Community Tech development team disbanded

Community Tech development team disbanded, engineering roles eliminated

On May 20, Wikimedia Foundation announced the disbandment of the Community Tech team at meta:Community Wishlist#May 20, 2026: Community Tech becomes a program:

After noticing that having a centralized team was leading to frequent bottlenecks and delays ... we've decided to shift Community Tech into a program that multiple teams are officially responsible for supporting ... disbanding the Community Tech team and the roles of five engineers and one manager. (emphasis added by The Signpost)
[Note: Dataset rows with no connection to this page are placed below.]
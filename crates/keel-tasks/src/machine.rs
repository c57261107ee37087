//! TaskStateMachine — validated, durable, evented task transitions.

use std::sync::Arc;
use std::time::Duration;

use dashmap::DashMap;
use parking_lot::{Mutex, RwLock};
use tokio::sync::watch;
use tracing::{debug, error, info, warn};

use keel_core::{
    JobKey, SharedClock, Task, TaskConfig, TaskEvent, TaskId, TaskState, TasksConfig,
    is_valid_transition,
};
use keel_events::{Cause, EventBus, LifecycleEvent};
use keel_state::{Mutation, StateStore};

use crate::error::{TaskError, TaskResult};
use crate::id::TaskIdGenerator;

/// Outcome of a committed change: the new record and the event published for it.
#[derive(Debug, Clone)]
pub struct Transition {
    pub task: Arc<Task>,
    pub event: LifecycleEvent,
}

struct TaskSlot {
    /// Serializes transitions of this task, held through publish.
    lock: Mutex<()>,
    /// Last committed record. Swapped after each commit.
    committed: RwLock<Arc<Task>>,
}

impl TaskSlot {
    fn new(task: Task) -> Arc<Self> {
        Arc::new(Self {
            lock: Mutex::new(()),
            committed: RwLock::new(Arc::new(task)),
        })
    }

    fn snapshot(&self) -> Arc<Task> {
        self.committed.read().clone()
    }
}

pub struct TaskStateMachine {
    store: StateStore,
    bus: Arc<EventBus>,
    clock: SharedClock,
    ids: TaskIdGenerator,
    tasks: DashMap<TaskId, Arc<TaskSlot>>,
    retention: Duration,
    retry_budget: u32,
}

impl TaskStateMachine {
    pub fn new(store: StateStore, bus: Arc<EventBus>, clock: SharedClock, config: &TasksConfig) -> Self {
        Self {
            store,
            bus,
            ids: TaskIdGenerator::new(clock.clone()),
            clock,
            tasks: DashMap::new(),
            retention: config.retention(),
            retry_budget: config.storage_retry_budget,
        }
    }

    pub fn bus(&self) -> &Arc<EventBus> {
        &self.bus
    }

    // ── Creation ───────────────────────────────────────────────────

    /// Create a task in PENDING. The only way a task enters the table.
    pub fn insert_pending(
        &self,
        job: &JobKey,
        instance: u32,
        config: TaskConfig,
        cause: Cause,
    ) -> TaskResult<Transition> {
        self.create(job.clone(), instance, config, 0, cause)
    }

    fn create(
        &self,
        job: JobKey,
        instance: u32,
        config: TaskConfig,
        failure_count: u32,
        cause: Cause,
    ) -> TaskResult<Transition> {
        debug_assert!(is_valid_transition(None, TaskState::Pending));
        let now = self.clock.now_millis();
        let task = Task {
            id: self.ids.generate(&job, instance),
            job,
            instance,
            state: TaskState::Pending,
            assigned_host: None,
            config,
            failure_count,
            history: vec![TaskEvent {
                timestamp: now,
                state: TaskState::Pending,
                message: cause.to_string(),
            }],
            version: 1,
            retain_until: None,
        };

        let slot = TaskSlot::new(task.clone());
        let _guard = slot.lock.lock();
        self.commit_new(&task)?;
        self.tasks.insert(task.id.clone(), slot.clone());

        let event = LifecycleEvent::TaskStateChange {
            task_id: task.id.clone(),
            job: task.job.clone(),
            host: None,
            from: None,
            to: TaskState::Pending,
            cause,
            timestamp: now,
        };
        debug!(task = %task.id, job = %task.job, instance, "task created");
        self.bus.publish(event.clone());

        Ok(Transition {
            task: slot.snapshot(),
            event,
        })
    }

    // ── Transitions ────────────────────────────────────────────────

    /// Move a task to `target`.
    ///
    /// Fails with `IllegalTransition` (task unchanged) when the move is not in
    /// the table, and `UnknownTask` when the task is not in the live table.
    pub fn transition(&self, task_id: &str, target: TaskState, cause: Cause) -> TaskResult<Transition> {
        self.apply(task_id, target, None, cause)
    }

    /// `PENDING → ASSIGNED`, recording the host.
    pub fn assign(&self, task_id: &str, host: &str, cause: Cause) -> TaskResult<Transition> {
        self.apply(task_id, TaskState::Assigned, Some(host), cause)
    }

    fn apply(
        &self,
        task_id: &str,
        target: TaskState,
        host: Option<&str>,
        cause: Cause,
    ) -> TaskResult<Transition> {
        let slot = self.slot(task_id)?;
        let guard = slot.lock.lock();

        let mut base = slot.snapshot();
        let mut attempts = 0;
        let next = loop {
            if !base.state.can_transition_to(target) {
                return Err(TaskError::IllegalTransition {
                    task_id: task_id.to_string(),
                    from: base.state,
                    to: target,
                });
            }
            let next = self.next_record(&base, target, host, &cause);
            match self.store.commit(Mutation::save_task(next.clone(), Some(base.version))) {
                Ok(()) => break next,
                Err(e) if e.is_conflict() && attempts < self.retry_budget => {
                    attempts += 1;
                    warn!(task = %task_id, attempt = attempts, error = %e, "task commit conflicted, re-reading");
                    match self.store.get_task(task_id)? {
                        Some(stored) => {
                            base = Arc::new(stored);
                            *slot.committed.write() = base.clone();
                        }
                        None => {
                            self.tasks.remove(task_id);
                            return Err(TaskError::UnknownTask(task_id.to_string()));
                        }
                    }
                }
                Err(e) if e.is_transient() && attempts < self.retry_budget => {
                    attempts += 1;
                    warn!(task = %task_id, attempt = attempts, error = %e, "task commit failed, retrying");
                }
                Err(e) => {
                    error!(task = %task_id, to = %target, error = %e, "task commit failed");
                    return Err(e.into());
                }
            }
        };

        let from = base.state;
        let next = Arc::new(next);
        *slot.committed.write() = next.clone();

        let event = LifecycleEvent::TaskStateChange {
            task_id: next.id.clone(),
            job: next.job.clone(),
            host: next.assigned_host.clone(),
            from: Some(from),
            to: target,
            cause: cause.clone(),
            timestamp: next.last_transition_at(),
        };
        info!(task = %task_id, %from, to = %target, %cause, "task transitioned");
        self.bus.publish(event.clone());
        drop(guard);

        if let Some(failure_count) = replacement_failures(from, &next) {
            let replacement = self.create(
                next.job.clone(),
                next.instance,
                next.config.clone(),
                failure_count,
                Cause::scheduler(format!("rescheduled from {}", next.id)),
            )?;
            info!(task = %task_id, replacement = %replacement.task.id, "task rescheduled");
        }

        Ok(Transition { task: next, event })
    }

    /// Persist a new record, retrying transient failures within the budget.
    fn commit_new(&self, task: &Task) -> TaskResult<()> {
        let mut attempts = 0;
        loop {
            match self.store.commit(Mutation::save_task(task.clone(), None)) {
                Ok(()) => return Ok(()),
                Err(e) if e.is_transient() && attempts < self.retry_budget => {
                    attempts += 1;
                    warn!(task = %task.id, attempt = attempts, error = %e, "task create failed, retrying");
                }
                Err(e) => {
                    error!(task = %task.id, error = %e, "task create failed");
                    return Err(e.into());
                }
            }
        }
    }

    fn next_record(&self, base: &Task, target: TaskState, host: Option<&str>, cause: &Cause) -> Task {
        let now = self.clock.now_millis();
        let mut next = base.clone();
        next.state = target;
        next.version = base.version + 1;
        if let Some(host) = host {
            next.assigned_host = Some(host.to_string());
        }
        if target == TaskState::Failed {
            next.failure_count += 1;
        }
        if target.is_terminal() {
            next.retain_until = Some(now + self.retention.as_millis() as u64);
        }
        next.history.push(TaskEvent {
            timestamp: now,
            state: target,
            message: cause.to_string(),
        });
        next
    }

    fn slot(&self, task_id: &str) -> TaskResult<Arc<TaskSlot>> {
        self.tasks
            .get(task_id)
            .map(|entry| entry.value().clone())
            .ok_or_else(|| TaskError::UnknownTask(task_id.to_string()))
    }

    // ── Queries ────────────────────────────────────────────────────

    pub fn get(&self, task_id: &str) -> Option<Arc<Task>> {
        self.tasks.get(task_id).map(|entry| entry.value().snapshot())
    }

    /// All tasks, ordered by id.
    pub fn get_all(&self) -> Vec<Arc<Task>> {
        self.select(|_| true)
    }

    pub fn by_state(&self, state: TaskState) -> Vec<Arc<Task>> {
        self.select(|t| t.state == state)
    }

    pub fn by_host(&self, host: &str) -> Vec<Arc<Task>> {
        self.select(|t| t.assigned_host.as_deref() == Some(host))
    }

    pub fn by_job(&self, job: &JobKey) -> Vec<Arc<Task>> {
        self.select(|t| &t.job == job)
    }

    /// Tasks occupying `host`: assigned there and in an active state.
    pub fn active_on_host(&self, host: &str) -> Vec<Arc<Task>> {
        self.select(|t| t.state.is_active() && t.assigned_host.as_deref() == Some(host))
    }

    pub fn len(&self) -> usize {
        self.tasks.len()
    }

    pub fn is_empty(&self) -> bool {
        self.tasks.is_empty()
    }

    fn select(&self, pred: impl Fn(&Task) -> bool) -> Vec<Arc<Task>> {
        let mut out: Vec<Arc<Task>> = self
            .tasks
            .iter()
            .map(|entry| entry.value().snapshot())
            .filter(|t| pred(t))
            .collect();
        out.sort_by(|a, b| a.id.cmp(&b.id));
        out
    }

    // ── Recovery and retention ─────────────────────────────────────

    /// Replace the live table with the durable contents of the store.
    ///
    /// Must run while no transitions are in flight, before the scheduler
    /// becomes active.
    pub fn recover(&self) -> TaskResult<usize> {
        let tasks = self.store.load_tasks()?;
        self.tasks.clear();
        for task in tasks {
            self.tasks.insert(task.id.clone(), TaskSlot::new(task));
        }
        info!(count = self.tasks.len(), "task table recovered");
        Ok(self.tasks.len())
    }

    /// Remove terminal tasks whose retention window has passed.
    pub fn prune_expired(&self) -> TaskResult<Vec<TaskId>> {
        let now = self.clock.now_millis();
        let mut expired: Vec<TaskId> = self
            .tasks
            .iter()
            .filter(|entry| {
                let task = entry.value().snapshot();
                task.state.is_terminal() && task.retain_until.is_some_and(|until| until <= now)
            })
            .map(|entry| entry.key().clone())
            .collect();
        if expired.is_empty() {
            return Ok(expired);
        }
        expired.sort();

        // Terminal tasks accept no transitions, so nothing can race the delete.
        self.store.commit(Mutation::DeleteTasks {
            ids: expired.clone(),
        })?;
        for id in &expired {
            self.tasks.remove(id);
        }
        info!(count = expired.len(), "pruned expired tasks");
        self.bus.publish(LifecycleEvent::TasksDeleted {
            task_ids: expired.clone(),
        });
        Ok(expired)
    }

    /// Periodically prune until shutdown.
    pub async fn run_pruner(self: Arc<Self>, interval: Duration, mut shutdown_rx: watch::Receiver<bool>) {
        let mut ticker = tokio::time::interval(interval);
        ticker.set_missed_tick_behavior(tokio::time::MissedTickBehavior::Delay);
        loop {
            tokio::select! {
                _ = ticker.tick() => {
                    if let Err(e) = self.prune_expired() {
                        error!(error = %e, "task pruning failed");
                    }
                }
                result = shutdown_rx.changed() => {
                    if result.is_err() || *shutdown_rx.borrow() {
                        debug!("task pruner stopping");
                        break;
                    }
                }
            }
        }
    }
}

/// Failure count to carry into a replacement task, if the task is rescheduled.
///
/// Restart requests and lost tasks always get a replacement; failures only
/// while the job still has failures to spend.
fn replacement_failures(from: TaskState, task: &Task) -> Option<u32> {
    if !task.state.is_terminal() {
        return None;
    }
    let reschedule = from == TaskState::Restarting
        || task.state == TaskState::Lost
        || (task.state == TaskState::Failed && task.failure_count < task.config.max_failures);
    reschedule.then_some(task.failure_count)
}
The community reacted strongly to the announcement (see this issue's Technology report and other sections).

Upon reaching its 763rd signature, the Wiki Workers United solidarity petition became the 2nd-most supported proposal or petition ever on the English-language Wikipedia, behind only the 2024 open letter about Asian News International vs. Wikimedia Foundation, which has 1374 signatures.[1]

meta:Talk:Community Wishlist#Proposed direction for Wishlist; Chief Product and Technology Officer S. Deckelmann has stated they are "in listening mode" to the feedback.

Footnotes

  1. ^ See Wikipedia:Times that 300 or more Wikipedians supported something, sections "Regarding policy" and "Miscellaneous". All entries outside those sections either concern an individual user (permissions requests and elections) or took place on other wikis.

Wikimedia Café

Two upcoming Wikimedia Café sessions will focus on the editor reflections project, featuring Clovermoss. If you would like to attend the session, please see these instructions.

The dates of the sessions are:

  • Saturday 27 June 2026 15:00 UTC
    • equivalent to 8:00 A.M. in Los Angeles (UTC-7)
  • Sunday 28 June 2026 03:00 UTC
    • equivalent to 13:00 in Sydney (UTC+10)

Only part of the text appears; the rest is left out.